§ **TASK ITEM**: Starting at the top of the records, output every line through the one that contains "use miette::Diagnostic;", keeping each exactly as it appears.

§ **GIVEN RECORDS**:
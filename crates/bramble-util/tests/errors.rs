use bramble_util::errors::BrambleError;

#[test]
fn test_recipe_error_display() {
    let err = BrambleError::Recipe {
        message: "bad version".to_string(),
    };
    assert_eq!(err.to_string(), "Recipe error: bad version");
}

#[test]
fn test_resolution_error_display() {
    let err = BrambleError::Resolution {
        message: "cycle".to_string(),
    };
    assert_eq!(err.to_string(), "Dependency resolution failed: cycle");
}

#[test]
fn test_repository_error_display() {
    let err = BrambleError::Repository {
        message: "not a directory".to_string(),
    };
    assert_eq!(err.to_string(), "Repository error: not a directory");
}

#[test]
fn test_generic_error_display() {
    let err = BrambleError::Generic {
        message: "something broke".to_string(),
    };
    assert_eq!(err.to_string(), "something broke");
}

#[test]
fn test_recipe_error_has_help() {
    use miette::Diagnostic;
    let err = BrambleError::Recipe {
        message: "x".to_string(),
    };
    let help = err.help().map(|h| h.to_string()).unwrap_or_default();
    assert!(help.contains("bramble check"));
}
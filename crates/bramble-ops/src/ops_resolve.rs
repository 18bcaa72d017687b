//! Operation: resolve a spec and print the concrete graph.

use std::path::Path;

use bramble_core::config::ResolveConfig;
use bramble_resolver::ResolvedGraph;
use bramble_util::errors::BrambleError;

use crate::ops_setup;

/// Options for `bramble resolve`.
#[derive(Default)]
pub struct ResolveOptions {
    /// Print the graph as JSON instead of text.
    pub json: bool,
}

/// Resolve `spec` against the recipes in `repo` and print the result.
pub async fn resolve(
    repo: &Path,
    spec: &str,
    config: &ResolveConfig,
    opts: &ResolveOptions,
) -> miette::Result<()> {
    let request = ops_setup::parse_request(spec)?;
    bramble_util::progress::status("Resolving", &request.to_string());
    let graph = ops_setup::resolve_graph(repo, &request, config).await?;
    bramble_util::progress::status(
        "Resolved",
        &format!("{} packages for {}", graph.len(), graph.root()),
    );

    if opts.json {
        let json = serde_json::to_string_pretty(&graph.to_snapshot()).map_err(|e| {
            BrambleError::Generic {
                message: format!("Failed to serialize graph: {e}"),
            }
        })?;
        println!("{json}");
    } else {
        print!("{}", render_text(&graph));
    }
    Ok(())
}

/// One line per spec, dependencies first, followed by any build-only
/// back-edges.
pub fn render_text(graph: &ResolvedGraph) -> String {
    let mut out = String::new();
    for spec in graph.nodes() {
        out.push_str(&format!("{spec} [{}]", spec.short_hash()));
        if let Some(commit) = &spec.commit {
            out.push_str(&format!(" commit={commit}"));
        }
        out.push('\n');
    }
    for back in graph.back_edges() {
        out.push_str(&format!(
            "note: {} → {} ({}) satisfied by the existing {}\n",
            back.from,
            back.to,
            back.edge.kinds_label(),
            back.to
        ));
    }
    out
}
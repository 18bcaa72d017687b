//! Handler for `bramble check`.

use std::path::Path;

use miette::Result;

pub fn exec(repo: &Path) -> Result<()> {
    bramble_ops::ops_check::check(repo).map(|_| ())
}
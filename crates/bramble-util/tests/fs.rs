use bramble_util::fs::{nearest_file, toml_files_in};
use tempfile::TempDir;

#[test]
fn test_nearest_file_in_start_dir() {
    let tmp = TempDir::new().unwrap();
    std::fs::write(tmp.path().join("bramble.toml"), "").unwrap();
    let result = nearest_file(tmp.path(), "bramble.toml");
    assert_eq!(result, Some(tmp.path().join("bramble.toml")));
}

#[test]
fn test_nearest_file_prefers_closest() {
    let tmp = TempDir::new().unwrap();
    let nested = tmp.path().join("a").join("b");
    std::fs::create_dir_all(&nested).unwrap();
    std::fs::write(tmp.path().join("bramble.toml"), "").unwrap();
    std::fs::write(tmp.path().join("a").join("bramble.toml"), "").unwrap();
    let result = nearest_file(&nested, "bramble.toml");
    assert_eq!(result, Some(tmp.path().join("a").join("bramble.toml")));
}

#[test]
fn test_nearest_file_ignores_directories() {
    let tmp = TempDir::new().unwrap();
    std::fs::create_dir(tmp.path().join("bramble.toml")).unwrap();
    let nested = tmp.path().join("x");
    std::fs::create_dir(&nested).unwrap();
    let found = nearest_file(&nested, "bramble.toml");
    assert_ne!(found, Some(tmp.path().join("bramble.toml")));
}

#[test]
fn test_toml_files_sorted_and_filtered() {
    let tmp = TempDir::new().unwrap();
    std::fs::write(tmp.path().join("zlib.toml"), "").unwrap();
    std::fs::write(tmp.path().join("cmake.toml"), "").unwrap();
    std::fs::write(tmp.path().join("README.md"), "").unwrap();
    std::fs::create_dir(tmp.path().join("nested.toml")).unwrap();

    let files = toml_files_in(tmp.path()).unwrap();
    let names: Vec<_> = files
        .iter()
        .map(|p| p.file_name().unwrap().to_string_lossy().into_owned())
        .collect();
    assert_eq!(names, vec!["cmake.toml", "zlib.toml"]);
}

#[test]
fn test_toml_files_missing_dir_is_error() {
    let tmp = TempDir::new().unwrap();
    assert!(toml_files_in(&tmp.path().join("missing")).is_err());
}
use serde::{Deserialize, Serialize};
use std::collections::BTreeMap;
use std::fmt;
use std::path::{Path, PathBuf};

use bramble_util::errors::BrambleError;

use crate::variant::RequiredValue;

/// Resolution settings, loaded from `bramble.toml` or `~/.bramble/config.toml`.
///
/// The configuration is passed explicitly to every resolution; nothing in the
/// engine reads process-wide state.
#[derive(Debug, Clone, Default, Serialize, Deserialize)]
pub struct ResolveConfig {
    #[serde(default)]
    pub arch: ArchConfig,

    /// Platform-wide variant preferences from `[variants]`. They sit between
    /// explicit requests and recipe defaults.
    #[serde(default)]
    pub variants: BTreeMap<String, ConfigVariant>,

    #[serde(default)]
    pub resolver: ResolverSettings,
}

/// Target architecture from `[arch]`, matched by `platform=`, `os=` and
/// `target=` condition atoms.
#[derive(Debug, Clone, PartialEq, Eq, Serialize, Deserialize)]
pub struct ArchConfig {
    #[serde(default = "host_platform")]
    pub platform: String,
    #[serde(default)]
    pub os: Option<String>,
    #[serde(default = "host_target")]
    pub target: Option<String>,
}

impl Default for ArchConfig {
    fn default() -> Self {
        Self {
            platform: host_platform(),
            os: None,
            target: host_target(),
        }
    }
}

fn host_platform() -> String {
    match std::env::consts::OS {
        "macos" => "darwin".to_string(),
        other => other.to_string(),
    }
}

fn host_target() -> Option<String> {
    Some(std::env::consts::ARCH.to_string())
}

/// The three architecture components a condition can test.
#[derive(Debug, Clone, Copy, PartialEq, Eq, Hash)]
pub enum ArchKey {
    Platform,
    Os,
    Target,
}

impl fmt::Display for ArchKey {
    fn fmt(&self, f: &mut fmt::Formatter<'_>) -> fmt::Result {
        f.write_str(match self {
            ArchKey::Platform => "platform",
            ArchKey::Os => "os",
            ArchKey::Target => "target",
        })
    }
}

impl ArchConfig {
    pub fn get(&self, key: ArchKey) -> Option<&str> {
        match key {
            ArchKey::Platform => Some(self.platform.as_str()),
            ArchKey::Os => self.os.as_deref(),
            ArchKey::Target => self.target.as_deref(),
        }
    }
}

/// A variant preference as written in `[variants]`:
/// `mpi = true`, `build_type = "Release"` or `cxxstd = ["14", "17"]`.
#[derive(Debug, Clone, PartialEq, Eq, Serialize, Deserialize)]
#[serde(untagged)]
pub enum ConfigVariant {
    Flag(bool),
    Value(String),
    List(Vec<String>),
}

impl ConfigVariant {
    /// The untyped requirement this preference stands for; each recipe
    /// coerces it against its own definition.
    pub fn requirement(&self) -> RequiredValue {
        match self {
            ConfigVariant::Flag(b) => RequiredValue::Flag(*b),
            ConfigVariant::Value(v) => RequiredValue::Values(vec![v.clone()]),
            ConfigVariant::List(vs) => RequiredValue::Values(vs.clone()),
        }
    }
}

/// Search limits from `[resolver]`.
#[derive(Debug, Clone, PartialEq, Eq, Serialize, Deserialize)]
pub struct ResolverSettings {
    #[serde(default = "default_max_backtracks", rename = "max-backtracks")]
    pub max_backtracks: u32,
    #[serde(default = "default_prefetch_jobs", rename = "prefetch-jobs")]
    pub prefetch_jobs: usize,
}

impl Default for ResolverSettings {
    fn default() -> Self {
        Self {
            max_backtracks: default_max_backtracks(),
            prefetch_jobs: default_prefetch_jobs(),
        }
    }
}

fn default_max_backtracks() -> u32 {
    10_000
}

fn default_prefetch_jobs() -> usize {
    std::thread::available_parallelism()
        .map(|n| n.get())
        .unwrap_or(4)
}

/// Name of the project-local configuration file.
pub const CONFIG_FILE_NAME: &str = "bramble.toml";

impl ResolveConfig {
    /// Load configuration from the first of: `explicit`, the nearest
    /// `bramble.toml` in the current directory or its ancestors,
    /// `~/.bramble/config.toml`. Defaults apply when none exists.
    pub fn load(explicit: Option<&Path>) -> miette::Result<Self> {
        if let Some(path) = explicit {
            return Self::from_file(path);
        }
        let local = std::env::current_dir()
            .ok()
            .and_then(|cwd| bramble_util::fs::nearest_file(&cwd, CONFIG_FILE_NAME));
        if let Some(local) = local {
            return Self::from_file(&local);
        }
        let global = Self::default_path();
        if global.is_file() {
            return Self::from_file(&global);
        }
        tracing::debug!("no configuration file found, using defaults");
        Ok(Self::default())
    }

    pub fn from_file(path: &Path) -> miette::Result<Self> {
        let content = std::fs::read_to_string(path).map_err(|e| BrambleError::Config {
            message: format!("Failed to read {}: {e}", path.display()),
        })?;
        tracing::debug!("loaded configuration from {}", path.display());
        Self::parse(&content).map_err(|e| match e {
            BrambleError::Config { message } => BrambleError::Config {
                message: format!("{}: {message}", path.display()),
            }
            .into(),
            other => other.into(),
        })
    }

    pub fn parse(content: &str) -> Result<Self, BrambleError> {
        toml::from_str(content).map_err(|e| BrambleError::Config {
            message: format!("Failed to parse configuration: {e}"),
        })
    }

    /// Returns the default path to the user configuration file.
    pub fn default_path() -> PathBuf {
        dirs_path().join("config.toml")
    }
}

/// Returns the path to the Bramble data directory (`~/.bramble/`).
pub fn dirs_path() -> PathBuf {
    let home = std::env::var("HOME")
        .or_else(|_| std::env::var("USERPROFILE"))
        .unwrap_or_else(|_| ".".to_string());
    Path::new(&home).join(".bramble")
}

§ **RESPONSE TO THE TASK**:
filename crates/bramble-util/tests/errors.rs
use bramble_util::errors::BrambleError;

#[test]
fn test_recipe_error_display() {
    let err = BrambleError::Recipe {
        message: "bad version".to_string(),
    };
    assert_eq!(err.to_string(), "Recipe error: bad version");
}

#[test]
fn test_resolution_error_display() {
    let err = BrambleError::Resolution {
        message: "cycle".to_string(),
    };
    assert_eq!(err.to_string(), "Dependency resolution failed: cycle");
}

#[test]
fn test_repository_error_display() {
    let err = BrambleError::Repository {
        message: "not a directory".to_string(),
    };
    assert_eq!(err.to_string(), "Repository error: not a directory");
}

#[test]
fn test_generic_error_display() {
    let err = BrambleError::Generic {
        message: "something broke".to_string(),
    };
    assert_eq!(err.to_string(), "something broke");
}

#[test]
fn test_recipe_error_has_help() {
    use miette::Diagnostic;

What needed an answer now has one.